--- What you are asked to do ---
Your response should give back each record exactly, word for word.

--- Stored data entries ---
══════════

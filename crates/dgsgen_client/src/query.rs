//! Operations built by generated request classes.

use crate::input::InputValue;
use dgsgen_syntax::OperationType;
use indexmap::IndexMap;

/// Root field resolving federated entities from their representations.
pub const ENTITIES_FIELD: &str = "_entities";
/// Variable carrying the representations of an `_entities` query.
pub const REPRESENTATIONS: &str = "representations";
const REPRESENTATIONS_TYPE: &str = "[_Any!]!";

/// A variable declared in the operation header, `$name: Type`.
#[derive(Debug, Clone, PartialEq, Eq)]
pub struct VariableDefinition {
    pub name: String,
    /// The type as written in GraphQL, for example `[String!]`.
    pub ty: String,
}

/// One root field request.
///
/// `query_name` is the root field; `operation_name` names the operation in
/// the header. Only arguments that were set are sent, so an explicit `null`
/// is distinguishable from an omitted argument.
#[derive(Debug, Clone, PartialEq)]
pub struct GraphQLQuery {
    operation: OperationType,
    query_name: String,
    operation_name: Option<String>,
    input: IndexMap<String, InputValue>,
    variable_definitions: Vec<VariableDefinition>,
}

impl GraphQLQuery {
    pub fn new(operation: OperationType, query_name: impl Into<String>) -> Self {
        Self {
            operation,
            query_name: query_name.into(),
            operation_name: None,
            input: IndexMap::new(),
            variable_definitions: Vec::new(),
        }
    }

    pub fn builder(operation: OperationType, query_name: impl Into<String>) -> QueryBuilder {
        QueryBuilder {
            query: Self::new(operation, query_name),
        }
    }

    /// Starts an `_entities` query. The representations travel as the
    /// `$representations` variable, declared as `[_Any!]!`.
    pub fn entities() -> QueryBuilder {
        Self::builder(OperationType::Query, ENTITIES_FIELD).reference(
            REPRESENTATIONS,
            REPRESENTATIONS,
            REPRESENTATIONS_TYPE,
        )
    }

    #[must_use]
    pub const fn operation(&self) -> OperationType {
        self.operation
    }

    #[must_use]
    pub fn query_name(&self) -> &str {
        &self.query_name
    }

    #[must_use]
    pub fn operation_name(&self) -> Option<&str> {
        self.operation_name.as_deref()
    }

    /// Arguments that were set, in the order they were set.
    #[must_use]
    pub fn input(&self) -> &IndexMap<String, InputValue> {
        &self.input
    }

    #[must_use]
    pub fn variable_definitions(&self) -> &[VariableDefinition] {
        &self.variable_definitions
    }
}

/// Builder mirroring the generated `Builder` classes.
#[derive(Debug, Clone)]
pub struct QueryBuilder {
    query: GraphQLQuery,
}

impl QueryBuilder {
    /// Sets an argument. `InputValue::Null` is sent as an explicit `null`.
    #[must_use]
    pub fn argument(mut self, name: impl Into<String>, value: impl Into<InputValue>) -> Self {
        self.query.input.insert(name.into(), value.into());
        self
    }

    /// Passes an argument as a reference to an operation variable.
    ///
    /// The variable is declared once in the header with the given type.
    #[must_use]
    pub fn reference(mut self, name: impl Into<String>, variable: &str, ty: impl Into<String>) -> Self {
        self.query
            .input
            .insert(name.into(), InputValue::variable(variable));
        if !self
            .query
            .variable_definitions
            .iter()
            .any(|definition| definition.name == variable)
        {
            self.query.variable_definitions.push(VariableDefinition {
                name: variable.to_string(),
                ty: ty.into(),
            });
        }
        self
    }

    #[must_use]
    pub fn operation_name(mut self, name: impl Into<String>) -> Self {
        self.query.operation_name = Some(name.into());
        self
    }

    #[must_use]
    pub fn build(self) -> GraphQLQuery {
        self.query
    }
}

══════════

--- Answer section ---
filename crates/dgsgen_client/src/query.rs
//! Operations built by generated request classes.

use crate::input::InputValue;
use dgsgen_syntax::OperationType;
use indexmap::IndexMap;

/// Root field resolving federated entities from their representations.
pub const ENTITIES_FIELD: &str = "_entities";
/// Variable carrying the representations of an `_entities` query.
pub const REPRESENTATIONS: &str = "representations";
const REPRESENTATIONS_TYPE: &str = "[_Any!]!";

/// A variable declared in the operation header, `$name: Type`.
#[derive(Debug, Clone, PartialEq, Eq)]
pub struct VariableDefinition {
    pub name: String,
    /// The type as written in GraphQL, for example `[String!]`.
    pub ty: String,
}

/// One root field request.
///
/// `query_name` is the root field; `operation_name` names the operation in
/// the header. Only arguments that were set are sent, so an explicit `null`
/// is distinguishable from an omitted argument.
#[derive(Debug, Clone, PartialEq)]
pub struct GraphQLQuery {
    operation: OperationType,
    query_name: String,
    operation_name: Option<String>,
    input: IndexMap<String, InputValue>,
    variable_definitions: Vec<VariableDefinition>,
}

impl GraphQLQuery {
    pub fn new(operation: OperationType, query_name: impl Into<String>) -> Self {
        Self {
            operation,
            query_name: query_name.into(),
            operation_name: None,
            input: IndexMap::new(),
            variable_definitions: Vec::new(),
        }
    }

    pub fn builder(operation: OperationType, query_name: impl Into<String>) -> QueryBuilder {
        QueryBuilder {
            query: Self::new(operation, query_name),
        }
    }

    /// Starts an `_entities` query. The representations travel as the
    /// `$representations` variable, declared as `[_Any!]!`.
    pub fn entities() -> QueryBuilder {
        Self::builder(OperationType::Query, ENTITIES_FIELD).reference(
            REPRESENTATIONS,
            REPRESENTATIONS,
            REPRESENTATIONS_TYPE,
        )
    }

    #[must_use]
    pub const fn operation(&self) -> OperationType {
        self.operation
    }

    #[must_use]
    pub fn query_name(&self) -> &str {
        &self.query_name
    }

    #[must_use]
    pub fn operation_name(&self) -> Option<&str> {
        self.operation_name.as_deref()
    }

    /// Arguments that were set, in the order they were set.
    #[must_use]
    pub fn input(&self) -> &IndexMap<String, InputValue> {
        &self.input
    }

    #[must_use]
    pub fn variable_definitions(&self) -> &[VariableDefinition] {
        &self.variable_definitions
    }
}

/// Builder mirroring the generated `Builder` classes.
#[derive(Debug, Clone)]
pub struct QueryBuilder {
    query: GraphQLQuery,
}

impl QueryBuilder {
    /// Sets an argument. `InputValue::Null` is sent as an explicit `null`.
    #[must_use]
    pub fn argument(mut self, name: impl Into<String>, value: impl Into<InputValue>) -> Self {
        self.query.input.insert(name.into(), value.into());
        self
    }

    /// Passes an argument as a reference to an operation variable.
    ///
    /// The variable is declared once in the header with the given type.
    #[must_use]
    pub fn reference(mut self, name: impl Into<String>, variable: &str, ty: impl Into<String>) -> Self {
        self.query
            .input
            .insert(name.into(), InputValue::variable(variable));
        if !self
            .query
            .variable_definitions
            .iter()
            .any(|definition| definition.name == variable)
        {
            self.query.variable_definitions.push(VariableDefinition {
                name: variable.to_string(),
                ty: ty.into(),
            });
        }
        self
    }

    #[must_use]
    pub fn operation_name(mut self, name: impl Into<String>) -> Self {
        self.query.operation_name = Some(name.into());
        self
    }

    #[must_use]
    pub fn build(self) -> GraphQLQuery {
        self.query
    }
}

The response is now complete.